步驟100:均質化一鳳梨莖部以得到一粗萃取液,其中粗萃取液實質上包含內生性澱粉及鳳梨莖部凝集素,且鳳梨莖部凝集素具有一澱粉結合位置,粗萃取液中鳳梨莖部凝集素能結合於澱粉結合位置上而形成一第一複合物。
步驟200:濾除鳳梨莖部之渣體。
步驟300:離心沉降粗萃取液以得到第一複合物。
步驟400:清洗以去除非第一複合物之雜質。
步驟500:冷凍乾燥第一複合物。
步驟600:以具有葡萄糖之一競爭回溶液回溶第一複合物,使競爭回溶液之葡萄糖競爭並取代結合於第一複合物之澱粉結合位置,以獲得一第二複合物。
步驟700:將一不含葡萄糖之緩衝溶液取代具有第二
複合物之競爭回溶液,使葡萄糖自第二複合物分離以得到一純化之鳳梨莖部凝集素。
茲以下列試驗例詳細說明本發明,然本發明不侷限於下列試驗例揭示之內容。
取鳳梨莖約重500克,去除葉、皮後切成丁狀,加入鳳梨莖重量五倍的緩衝液,包含20毫莫耳濃度(mM)之三(羥甲基)氨基甲烷鹽酸鹽(Tris-HCl)、pH 8.0,以22000每分鐘轉數(revolution per minute;rpm)之均質速率均質30秒後,將其利用濾網過濾並取得鳳梨莖部之粗萃取液。此粗萃取液包含鳳梨莖部之總蛋白質,且此時鳳梨莖部之內生性澱粉結合於鳳梨凝集素之澱粉結合位置。
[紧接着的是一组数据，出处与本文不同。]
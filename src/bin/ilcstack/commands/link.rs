//! `ilcstack link` command

use anyhow::Result;

use crate::cli::ModuleArgs;
use crate::commands::{load_prepared, parse_module};
use ilcstack::ops::link::link;
use ilcstack::util::shell::Status;
use ilcstack::util::{GlobalContext, Shell};

pub fn execute(args: ModuleArgs, gctx: &GlobalContext, shell: &Shell) -> Result<()> {
    let id = parse_module(&args.module)?;
    let (_loaded, prepared, _runner) = load_prepared(gctx, shell)?;

    let Some(report) = link(&prepared, id)? else {
        shell.status(Status::Skipped, format!("{} does not host packages", id));
        return Ok(());
    };

    for name in &report.created {
        shell.status(Status::Linked, name);
    }
    for name in &report.kept {
        shell.status(Status::Info, format!("{} already linked", name));
    }
    for path in &report.removed {
        shell.status(Status::Info, format!("removed stale link {}", path.display()));
    }

    shell.json_event(&serde_json::json!({
        "reason": "link",
        "module": id,
        "created": report.created,
        "kept": report.kept,
        "removed": report.removed,
        "preserved": report.preserved,
        "warnings": report.warnings,
    }));
    Ok(())
}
下列試驗例之鳳梨莖部萃取物之製備流程為:取鳳梨莖約重500克,經去除葉、皮後切成丁狀後,加入鳳梨莖重量三倍(1500毫升)的均質緩衝液〔100 mM之磷酸鹽緩衝液(phosphate buffer)、pH 6.0、內含0.1莫耳濃度(M)之
氯化鈉(NaCl)〕,以22000 rpm均質30秒後,利用濾網過濾並取得粗萃取液。此粗萃取液包含鳳梨莖部之總蛋白質,且此時鳳梨莖部之內生性澱粉結合於鳳梨凝集素之澱粉結合位置。將粗萃取液以13000 rpm在4℃離心10分鐘,並分離上清液與沉降物。沉降物以均質緩衝液回溶,之後以13000 rpm在4℃離心10分鐘去除上清液,此動作重複三次。之後將清洗完的鳳梨莖部萃取物利用濾紙過濾回收,冷凍乾燥後保存在4℃。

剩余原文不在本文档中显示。